- Data section
———

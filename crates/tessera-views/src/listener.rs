//! View-change notification.
//!
//! [`ListenerHub`] delivers [`ViewEvent`]s synchronously, in subscription
//! order, to a snapshot of the subscribers taken when the event fires. A
//! listener that fails or panics is recorded in the [`DeliveryReport`] and
//! delivery moves on to the next one.

use std::fmt;
use std::panic::{self, AssertUnwindSafe};
use std::sync::atomic::{AtomicU64, Ordering};
use std::sync::mpsc::{self, Receiver, Sender};
use std::sync::{Arc, Mutex, PoisonError, RwLock};

use tessera_types::Locator;
use tracing::{debug, warn};

/// Error type listeners may return.
pub type ListenerError = Box<dyn std::error::Error + Send + Sync>;

/// Observer of view attach/detach.
pub trait ViewListener: Send + Sync {
    fn view_added(&self, locator: &Locator) -> Result<(), ListenerError>;

    fn view_removed(&self, locator: &Locator) -> Result<(), ListenerError>;
}

#[derive(Clone, Debug, PartialEq, Eq, Hash)]
pub enum ViewEvent {
    Added(Locator),
    Removed(Locator),
}

impl ViewEvent {
    pub fn locator(&self) -> &Locator {
        match self {
            Self::Added(locator) | Self::Removed(locator) => locator,
        }
    }
}

impl fmt::Display for ViewEvent {
    fn fmt(&self, f: &mut fmt::Formatter<'_>) -> fmt::Result {
        match self {
            Self::Added(locator) => write!(f, "added {locator}"),
            Self::Removed(locator) => write!(f, "removed {locator}"),
        }
    }
}

/// Handle returned by [`ListenerHub::subscribe`].
#[derive(Clone, Copy, Debug, PartialEq, Eq, PartialOrd, Ord, Hash)]
pub struct SubscriptionId(u64);

impl fmt::Display for SubscriptionId {
    fn fmt(&self, f: &mut fmt::Formatter<'_>) -> fmt::Result {
        write!(f, "sub-{}", self.0)
    }
}

/// A listener that returned an error or panicked.
#[derive(Clone, Debug)]
pub struct ListenerFailure {
    pub subscription: SubscriptionId,
    pub event: ViewEvent,
    pub message: String,
}

impl fmt::Display for ListenerFailure {
    fn fmt(&self, f: &mut fmt::Formatter<'_>) -> fmt::Result {
        write!(
            f,
            "listener {} failed on {}: {}",
            self.subscription, self.event, self.message
        )
    }
}

/// Outcome of one fire.
#[derive(Clone, Debug, Default)]
pub struct DeliveryReport {
    /// Listeners that handled the event successfully.
    pub delivered: usize,
    pub failures: Vec<ListenerFailure>,
}

impl DeliveryReport {
    pub fn is_clean(&self) -> bool {
        self.failures.is_empty()
    }
}

struct Subscriber {
    id: SubscriptionId,
    listener: Arc<dyn ViewListener>,
}

/// Ordered fan-out of view events.
#[derive(Default)]
pub struct ListenerHub {
    subscribers: RwLock<Vec<Subscriber>>,
    next_id: AtomicU64,
}

fn same_listener(a: &Arc<dyn ViewListener>, b: &Arc<dyn ViewListener>) -> bool {
    std::ptr::eq(
        Arc::as_ptr(a) as *const (),
        Arc::as_ptr(b) as *const (),
    )
}

impl ListenerHub {
    pub fn new() -> Self {
        Self::default()
    }

    /// Add `listener` to the end of the delivery order.
    ///
    /// Subscribing the same `Arc` again returns its existing id.
    pub fn subscribe(&self, listener: Arc<dyn ViewListener>) -> SubscriptionId {
        let mut subs = self
            .subscribers
            .write()
            .unwrap_or_else(PoisonError::into_inner);
        if let Some(existing) = subs.iter().find(|s| same_listener(&s.listener, &listener)) {
            return existing.id;
        }
        let id = SubscriptionId(self.next_id.fetch_add(1, Ordering::Relaxed));
        subs.push(Subscriber { id, listener });
        debug!(subscription = %id, "view listener subscribed");
        id
    }

    /// Returns `false` if `id` was not subscribed.
    pub fn unsubscribe(&self, id: SubscriptionId) -> bool {
        let mut subs = self
            .subscribers
            .write()
            .unwrap_or_else(PoisonError::into_inner);
        let before = subs.len();
        subs.retain(|s| s.id != id);
        subs.len() != before
    }

    pub fn len(&self) -> usize {
        self.subscribers
            .read()
            .unwrap_or_else(PoisonError::into_inner)
            .len()
    }

    pub fn is_empty(&self) -> bool {
        self.len() == 0
    }

    pub fn fire_added(&self, locator: &Locator) -> DeliveryReport {
        self.fire(ViewEvent::Added(locator.clone()))
    }

    pub fn fire_removed(&self, locator: &Locator) -> DeliveryReport {
        self.fire(ViewEvent::Removed(locator.clone()))
    }

    fn fire(&self, event: ViewEvent) -> DeliveryReport {
        let snapshot: Vec<(SubscriptionId, Arc<dyn ViewListener>)> = self
            .subscribers
            .read()
            .unwrap_or_else(PoisonError::into_inner)
            .iter()
            .map(|s| (s.id, Arc::clone(&s.listener)))
            .collect();

        let mut report = DeliveryReport::default();
        for (id, listener) in snapshot {
            let outcome = panic::catch_unwind(AssertUnwindSafe(|| match &event {
                ViewEvent::Added(locator) => listener.view_added(locator),
                ViewEvent::Removed(locator) => listener.view_removed(locator),
            }));
            let message = match outcome {
                Ok(Ok(())) => {
                    report.delivered += 1;
                    continue;
                }
                Ok(Err(e)) => e.to_string(),
                Err(payload) => panic_message(payload.as_ref()),
            };
            let failure = ListenerFailure {
                subscription: id,
                event: event.clone(),
                message,
            };
            warn!(%failure, "view listener failed");
            report.failures.push(failure);
        }
        report
    }
}

fn panic_message(payload: &(dyn std::any::Any + Send)) -> String {
    if let Some(s) = payload.downcast_ref::<&str>() {
        format!("panicked: {s}")
    } else if let Some(s) = payload.downcast_ref::<String>() {
        format!("panicked: {s}")
    } else {
        "panicked".to_string()
    }
}

impl fmt::Debug for ListenerHub {
    fn fmt(&self, f: &mut fmt::Formatter<'_>) -> fmt::Result {
        f.debug_struct("ListenerHub")
            .field("subscribers", &self.len())
            .finish()
    }
}

/// Listener that forwards every event into a channel.
pub struct ChannelListener {
    sender: Mutex<Sender<ViewEvent>>,
}

impl ChannelListener {
    pub fn new() -> (Self, Receiver<ViewEvent>) {
        let (tx, rx) = mpsc::channel();
        (
            Self {
                sender: Mutex::new(tx),
            },
            rx,
        )
    }

    fn send(&self, event: ViewEvent) -> Result<(), ListenerError> {
        self.sender
            .lock()
            .unwrap_or_else(PoisonError::into_inner)
            .send(event)
            .map_err(|_| "event receiver dropped".into())
    }
}

impl ViewListener for ChannelListener {
    fn view_added(&self, locator: &Locator) -> Result<(), ListenerError> {
        self.send(ViewEvent::Added(locator.clone()))
    }

    fn view_removed(&self, locator: &Locator) -> Result<(), ListenerError> {
        self.send(ViewEvent::Removed(locator.clone()))
    }
}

———

- What to do
All the entries should be output exactly as given.

- Reply to the exercise
filename crates/tessera-views/src/listener.rs
//! View-change notification.
//!
//! [`ListenerHub`] delivers [`ViewEvent`]s synchronously, in subscription
//! order, to a snapshot of the subscribers taken when the event fires. A
//! listener that fails or panics is recorded in the [`DeliveryReport`] and
//! delivery moves on to the next one.

use std::fmt;
use std::panic::{self, AssertUnwindSafe};
use std::sync::atomic::{AtomicU64, Ordering};
use std::sync::mpsc::{self, Receiver, Sender};
use std::sync::{Arc, Mutex, PoisonError, RwLock};

use tessera_types::Locator;
use tracing::{debug, warn};

/// Error type listeners may return.
pub type ListenerError = Box<dyn std::error::Error + Send + Sync>;

/// Observer of view attach/detach.
pub trait ViewListener: Send + Sync {
    fn view_added(&self, locator: &Locator) -> Result<(), ListenerError>;

    fn view_removed(&self, locator: &Locator) -> Result<(), ListenerError>;
}

#[derive(Clone, Debug, PartialEq, Eq, Hash)]
pub enum ViewEvent {
    Added(Locator),
    Removed(Locator),
}

impl ViewEvent {
    pub fn locator(&self) -> &Locator {
        match self {
            Self::Added(locator) | Self::Removed(locator) => locator,
        }
    }
}

impl fmt::Display for ViewEvent {
    fn fmt(&self, f: &mut fmt::Formatter<'_>) -> fmt::Result {
        match self {
            Self::Added(locator) => write!(f, "added {locator}"),
            Self::Removed(locator) => write!(f, "removed {locator}"),
        }
    }
}

/// Handle returned by [`ListenerHub::subscribe`].
#[derive(Clone, Copy, Debug, PartialEq, Eq, PartialOrd, Ord, Hash)]
pub struct SubscriptionId(u64);

impl fmt::Display for SubscriptionId {
    fn fmt(&self, f: &mut fmt::Formatter<'_>) -> fmt::Result {
        write!(f, "sub-{}", self.0)
    }
}

/// A listener that returned an error or panicked.
#[derive(Clone, Debug)]
pub struct ListenerFailure {
    pub subscription: SubscriptionId,
    pub event: ViewEvent,
    pub message: String,
}

impl fmt::Display for ListenerFailure {
    fn fmt(&self, f: &mut fmt::Formatter<'_>) -> fmt::Result {
        write!(
            f,
            "listener {} failed on {}: {}",
            self.subscription, self.event, self.message
        )
    }
}

/// Outcome of one fire.
#[derive(Clone, Debug, Default)]
pub struct DeliveryReport {
    /// Listeners that handled the event successfully.
    pub delivered: usize,
    pub failures: Vec<ListenerFailure>,
}

impl DeliveryReport {
    pub fn is_clean(&self) -> bool {
        self.failures.is_empty()
    }
}

struct Subscriber {
    id: SubscriptionId,
    listener: Arc<dyn ViewListener>,
}

/// Ordered fan-out of view events.
#[derive(Default)]
pub struct ListenerHub {
    subscribers: RwLock<Vec<Subscriber>>,
    next_id: AtomicU64,
}

fn same_listener(a: &Arc<dyn ViewListener>, b: &Arc<dyn ViewListener>) -> bool {
    std::ptr::eq(
        Arc::as_ptr(a) as *const (),
        Arc::as_ptr(b) as *const (),
    )
}

impl ListenerHub {
    pub fn new() -> Self {
        Self::default()
    }

    /// Add `listener` to the end of the delivery order.
    ///
    /// Subscribing the same `Arc` again returns its existing id.
    pub fn subscribe(&self, listener: Arc<dyn ViewListener>) -> SubscriptionId {
        let mut subs = self
            .subscribers
            .write()
            .unwrap_or_else(PoisonError::into_inner);
        if let Some(existing) = subs.iter().find(|s| same_listener(&s.listener, &listener)) {
            return existing.id;
        }
        let id = SubscriptionId(self.next_id.fetch_add(1, Ordering::Relaxed));
        subs.push(Subscriber { id, listener });
        debug!(subscription = %id, "view listener subscribed");
        id
    }

    /// Returns `false` if `id` was not subscribed.
    pub fn unsubscribe(&self, id: SubscriptionId) -> bool {
        let mut subs = self
            .subscribers
            .write()
            .unwrap_or_else(PoisonError::into_inner);
        let before = subs.len();
        subs.retain(|s| s.id != id);
        subs.len() != before
    }

    pub fn len(&self) -> usize {
        self.subscribers
            .read()
            .unwrap_or_else(PoisonError::into_inner)
            .len()
    }

    pub fn is_empty(&self) -> bool {
        self.len() == 0
    }

    pub fn fire_added(&self, locator: &Locator) -> DeliveryReport {
        self.fire(ViewEvent::Added(locator.clone()))
    }

    pub fn fire_removed(&self, locator: &Locator) -> DeliveryReport {
        self.fire(ViewEvent::Removed(locator.clone()))
    }

    fn fire(&self, event: ViewEvent) -> DeliveryReport {
        let snapshot: Vec<(SubscriptionId, Arc<dyn ViewListener>)> = self
            .subscribers
            .read()
            .unwrap_or_else(PoisonError::into_inner)
            .iter()
            .map(|s| (s.id, Arc::clone(&s.listener)))
            .collect();

        let mut report = DeliveryReport::default();
        for (id, listener) in snapshot {
            let outcome = panic::catch_unwind(AssertUnwindSafe(|| match &event {
                ViewEvent::Added(locator) => listener.view_added(locator),
                ViewEvent::Removed(locator) => listener.view_removed(locator),
            }));
            let message = match outcome {
                Ok(Ok(())) => {
                    report.delivered += 1;
                    continue;
                }
                Ok(Err(e)) => e.to_string(),
                Err(payload) => panic_message(payload.as_ref()),
            };
            let failure = ListenerFailure {
                subscription: id,
                event: event.clone(),
                message,
            };
            warn!(%failure, "view listener failed");
            report.failures.push(failure);
        }
        report
    }
}

fn panic_message(payload: &(dyn std::any::Any + Send)) -> String {
    if let Some(s) = payload.downcast_ref::<&str>() {
        format!("panicked: {s}")
    } else if let Some(s) = payload.downcast_ref::<String>() {
        format!("panicked: {s}")
    } else {
        "panicked".to_string()
    }
}

impl fmt::Debug for ListenerHub {
    fn fmt(&self, f: &mut fmt::Formatter<'_>) -> fmt::Result {
        f.debug_struct("ListenerHub")
            .field("subscribers", &self.len())
            .finish()
    }
}

/// Listener that forwards every event into a channel.
pub struct ChannelListener {
    sender: Mutex<Sender<ViewEvent>>,
}

impl ChannelListener {
    pub fn new() -> (Self, Receiver<ViewEvent>) {
        let (tx, rx) = mpsc::channel();
        (
            Self {
                sender: Mutex::new(tx),
            },
            rx,
        )
    }

    fn send(&self, event: ViewEvent) -> Result<(), ListenerError> {
        self.sender
            .lock()
            .unwrap_or_else(PoisonError::into_inner)
            .send(event)
            .map_err(|_| "event receiver dropped".into())
    }
}

impl ViewListener for ChannelListener {
    fn view_added(&self, locator: &Locator) -> Result<(), ListenerError> {
        self.send(ViewEvent::Added(locator.clone()))
    }

    fn view_removed(&self, locator: &Locator) -> Result<(), ListenerError> {
        self.send(ViewEvent::Removed(locator.clone()))
    }
}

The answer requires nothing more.